What you should know about gonorrhea: causes, symptoms and treatment

The Gonorrhea is a sexually transmitted disease for which no effective methods of prevention and treatment. Or we thought until recently, because WHO has recently issued an alert about this disease: a type of antibiotic-resistant gonorrhea is spreading worldwide and new drugs are needed.

The WHO has based this alert on data collected in 77 countries around the world that show that this disease, common and known, begins to show characteristics that make it much more difficult, and sometimes impossible to treat.

Antibiotic resistance

In the war that humanity waged against bacterial infections, antibiotics seemed the ultimate weapon. But bacteria are tremendously adaptable organisms and medications do not always manage to end all of them. The survivors evolve to become resistant to these antibiotics and the result is that, in the next infection, a different medication will be needed to end them.

This problem is compounded when we misuse drugs : incomplete treatments or even contraindicated (antibiotics do nothing against a viral infection, such as the flu) that make the bacteria more resistant and those drugs completely useless when they are needed.

Causes of gonorrhea

Gonorrhea is an example of these cases. It is a sexually transmitted disease caused by the bacterium Neisseria gonorrhoeae, which inhabits specifically in humans.

It is transmitted through contact between the mucous membranes , usually in the genitals, the rectum and in some cases also in the throat during sexual intercourse. It can also be transmitted during childbirth if the mother carries the bacteria, and in any other type of contact between mucous membranes. WHO estimates that 78 million people get gonorrhea each year.

How can we prevent gonorrhea?

The increase in the number of cases and the difficulty in their treatment are due to a decrease in the use and an increase in the incorrect use of condoms , an increase in travel for sexual purposes, the lack of an effective detection test and follow-up. incomplete of the treatments.

To avoid contagion, the most effective method is a correct use of condoms for all sexual relationships , and not only in those with pregnancy possibilities.

Symptoms of gonorrhea

The symptoms are different in men and women. In men, they can appear between two and 21 days after infection , and usually consist of pain and stinging when urinating, pain and testicular inflammation and a whitish secretion and mucosal texture of the penis.

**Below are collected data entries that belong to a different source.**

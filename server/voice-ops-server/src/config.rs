use call_records::{ConversationApiConfig, RetryPolicy, DEFAULT_CONVERSATION_API_URL};
use error_common::{EngineError, Result};
use insurance_service::{RegistryConfig, DEFAULT_REGISTRY_URL};
use logger_redacted::LoggerConfig;
use std::str::FromStr;
use std::time::Duration;

use crate::signature::SignaturePolicy;

const DEFAULT_CORS_ORIGINS: &str = "http://localhost:5173,http://localhost:3000";

/// Deployment environment
#[derive(Debug, Clone, Copy, PartialEq, Eq, Default)]
pub enum AppEnv {
    #[default]
    Development,
    Staging,
    Production,
}

impl FromStr for AppEnv {
    type Err = EngineError;

    fn from_str(value: &str) -> Result<Self> {
        match value.trim().to_ascii_lowercase().as_str() {
            "development" | "dev" => Ok(AppEnv::Development),
            "staging" => Ok(AppEnv::Staging),
            "production" | "prod" => Ok(AppEnv::Production),
            other => Err(EngineError::ConfigError(format!("unknown APP_ENV '{other}'"))),
        }
    }
}

/// Server configuration, read once at startup
#[derive(Debug, Clone)]
pub struct AppConfig {
    pub env: AppEnv,
    pub log_level: String,
    pub log_redaction: bool,
    /// Prefix for every versioned route, always starting with `/`
    pub api_prefix: String,
    pub cors_origins: Vec<String>,
    pub webhook_secret: Option<String>,
    pub signature_policy: SignaturePolicy,
    pub registry: RegistryConfig,
    /// `None` when no vendor API key is configured
    pub conversation_api: Option<ConversationApiConfig>,
    pub retry: RetryPolicy,
    pub seed_demo_data: bool,
}

impl Default for AppConfig {
    fn default() -> Self {
        Self {
            env: AppEnv::Development,
            log_level: "info".to_string(),
            log_redaction: true,
            api_prefix: "/api/v1".to_string(),
            cors_origins: split_list(DEFAULT_CORS_ORIGINS),
            webhook_secret: None,
            signature_policy: SignaturePolicy::LogOnly,
            registry: RegistryConfig::default(),
            conversation_api: None,
            retry: RetryPolicy::default(),
            seed_demo_data: true,
        }
    }
}

impl AppConfig {
    /// Load `.env` if present, then read the process environment
    pub fn from_env() -> Result<Self> {
        // A missing .env file is normal outside development
        let _ = dotenvy::dotenv();
        Self::from_lookup(|key| std::env::var(key).ok())
    }

    /// Build from any key lookup; unset and blank keys take their defaults
    pub fn from_lookup<F>(lookup: F) -> Result<Self>
    where
        F: Fn(&str) -> Option<String>,
    {
        let get = |key: &str| lookup(key).map(|v| v.trim().to_string()).filter(|v| !v.is_empty());
        let defaults = Self::default();

        let env = get("APP_ENV").map(|v| v.parse::<AppEnv>()).transpose()?.unwrap_or(defaults.env);
        let signature_policy = get("WEBHOOK_SIGNATURE_POLICY")
            .map(|v| v.parse::<SignaturePolicy>())
            .transpose()?
            .unwrap_or(defaults.signature_policy);

        let registry = RegistryConfig {
            url: get("NPI_REGISTRY_URL").unwrap_or_else(|| DEFAULT_REGISTRY_URL.to_string()),
            timeout: Duration::from_secs(parse_number(&get, "NPI_REGISTRY_TIMEOUT_SECS", 12)?),
            ..defaults.registry
        };

        let conversation_api = get("ELEVENLABS_API_KEY").map(|api_key| ConversationApiConfig {
            base_url: get("ELEVENLABS_API_URL").unwrap_or_else(|| DEFAULT_CONVERSATION_API_URL.to_string()),
            api_key,
            ..ConversationApiConfig::default()
        });

        let retry = RetryPolicy {
            max_attempts: parse_number(&get, "CONVERSATION_FETCH_MAX_ATTEMPTS", 5)?,
            base_delay: Duration::from_millis(parse_number(&get, "CONVERSATION_FETCH_BASE_DELAY_MS", 1000)?),
            max_delay: Duration::from_millis(parse_number(&get, "CONVERSATION_FETCH_MAX_DELAY_MS", 8000)?),
        };

        Ok(Self {
            env,
            log_level: get("LOG_LEVEL").unwrap_or(defaults.log_level),
            log_redaction: parse_flag(&get, "LOG_REDACTION", defaults.log_redaction)?,
            api_prefix: normalize_prefix(get("API_V1_PREFIX").as_deref().unwrap_or(&defaults.api_prefix)),
            cors_origins: get("CORS_ALLOWED_ORIGINS")
                .map(|v| split_list(&v))
                .unwrap_or(defaults.cors_origins),
            webhook_secret: get("BLAND_WEBHOOK_SECRET"),
            signature_policy,
            registry,
            conversation_api,
            retry,
            seed_demo_data: parse_flag(&get, "SEED_DEMO_DATA", defaults.seed_demo_data)?,
        })
    }

    /// Logger settings; `verbose` forces debug output
    pub fn logger_config(&self, verbose: bool) -> LoggerConfig {
        LoggerConfig {
            redaction_enabled: self.log_redaction,
            log_level: if verbose { "debug".to_string() } else { self.log_level.clone() },
            json_output: self.env == AppEnv::Production,
            ..LoggerConfig::default()
        }
    }
}

fn split_list(value: &str) -> Vec<String> {
    value
        .split(',')
        .map(str::trim)
        .filter(|item| !item.is_empty())
        .map(str::to_string)
        .collect()
}

fn normalize_prefix(value: &str) -> String {
    let trimmed = value.trim().trim_end_matches('/');
    if trimmed.is_empty() {
        String::new()
    } else if trimmed.starts_with('/') {
        trimmed.to_string()
    } else {
        format!("/{trimmed}")
    }
}

fn parse_number<T, G>(get: &G, key: &str, default: T) -> Result<T>
where
    T: FromStr,
    G: Fn(&str) -> Option<String>,
{
    match get(key) {
        Some(raw) => raw
            .parse()
            .map_err(|_| EngineError::ConfigError(format!("{key} must be a number, got '{raw}'"))),
        None => Ok(default),
    }
}

fn parse_flag<G>(get: &G, key: &str, default: bool) -> Result<bool>
where
    G: Fn(&str) -> Option<String>,
{
    match get(key).map(|v| v.to_ascii_lowercase()) {
        None => Ok(default),
        Some(v) if matches!(v.as_str(), "1" | "true" | "yes" | "on") => Ok(true),
        Some(v) if matches!(v.as_str(), "0" | "false" | "no" | "off") => Ok(false),
        Some(v) => Err(EngineError::ConfigError(format!("{key} must be true or false, got '{v}'"))),
    }
}

#[cfg(test)]
mod tests {
    use super::*;
    use std::collections::HashMap;

    fn load(pairs: &[(&str, &str)]) -> Result<AppConfig> {
        let vars: HashMap<String, String> = pairs.iter().map(|(k, v)| (k.to_string(), v.to_string())).collect();
        AppConfig::from_lookup(|key| vars.get(key).cloned())
    }

    #[test]
    fn test_defaults() {
        let config = load(&[]).unwrap();
        assert_eq!(config.env, AppEnv::Development);
        assert_eq!(config.api_prefix, "/api/v1");
        assert_eq!(config.cors_origins.len(), 2);
        assert_eq!(config.signature_policy, SignaturePolicy::LogOnly);
        assert!(config.conversation_api.is_none());
        assert_eq!(config.retry, RetryPolicy::default());
        assert!(config.seed_demo_data);
        assert!(!config.logger_config(false).json_output);
    }

    #[test]
    fn test_overrides() {
        let config = load(&[
            ("APP_ENV", "production"),
            ("API_V1_PREFIX", "api/v2/"),
            ("WEBHOOK_SIGNATURE_POLICY", "reject"),
            ("BLAND_WEBHOOK_SECRET", "s3cret"),
            ("ELEVENLABS_API_KEY", "xi-key"),
            ("CONVERSATION_FETCH_MAX_ATTEMPTS", "3"),
            ("SEED_DEMO_DATA", "false"),
            ("NPI_REGISTRY_TIMEOUT_SECS", "4"),
        ])
        .unwrap();
        assert_eq!(config.api_prefix, "/api/v2");
        assert_eq!(config.signature_policy, SignaturePolicy::Reject);
        assert_eq!(config.webhook_secret.as_deref(), Some("s3cret"));
        assert_eq!(config.conversation_api.as_ref().unwrap().api_key, "xi-key");
        assert_eq!(config.retry.max_attempts, 3);
        assert_eq!(config.registry.timeout, Duration::from_secs(4));
        assert!(!config.seed_demo_data);
        assert_eq!(config.logger_config(true).log_level, "debug");
    }

    #[test]
    fn test_bad_values_are_config_errors() {
        assert!(matches!(
            load(&[("CONVERSATION_FETCH_MAX_ATTEMPTS", "many")]),
            Err(EngineError::ConfigError(_))
        ));
        assert!(matches!(load(&[("APP_ENV", "moon")]), Err(EngineError::ConfigError(_))));
        assert!(matches!(load(&[("LOG_REDACTION", "maybe")]), Err(EngineError::ConfigError(_))));
    }
}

To a lesser extent it can cause inflammation of the urethra and prostate. It is rare that it does not show symptoms, but it is usual to be confused with other factorsand therefore the infection goes unnoticed for several days or weeks.

In women, the infection usually passes without symptoms , which makes its detection and subsequent treatment difficult. Sometimes they appear more painful when urinating and more desire than usual . If the infection progresses and reaches the fallopian tubes, there are common symptoms of a bacterial infection, such as abdominal pain, fever, nausea and muscle tension.

Consequences of gonorrhea and its treatment

The consequences of not treating gonorrhea can be very serious : sterility in men and women, blindness if a newborn child is caught during childbirth, damage to the penis, joints with arthritis and the skin. In the most critical cases, the infection can pass into the blood and cause death.

Luckily, these cases are not very common because infected people receive treatment before reaching that point. Gonorrhea can be treated with a broad spectrum of antibiotics . Currently the most used are the third generation cephalosporins in a single intramuscular injection.

The partner of the infected person should also be treated with antibiotics, as well as perform tests for other possible sexually transmitted diseases.

What will happen if antibiotics do not work?

As we say, at present, cephalosporins are the most effective antibiotic against Neisseria gonorrhoeae , but in more than 50 countries there have been cases of resistance against these drugs. As a result, WHO issued a global recommendationin 2016 for doctors to prescribe two antibiotics combined against these infections, instead of just one.

Now, WHO has also called on pharmaceutical companies to put their batteries in the development of new medicines. At present there are only three products in development for the treatment of gonorrhea: solitromycin, zolifrodacin and gepotidacin, all three at different levels of clinical trials.

The problem is that the development of new antibiotics is not an idea very attractive commercially for these companies, because they are treatments that are consumed only for a short period of time (unlike the treatments for chronic diseases) and that become little by little less effective, so new versions and alternatives will always be needed.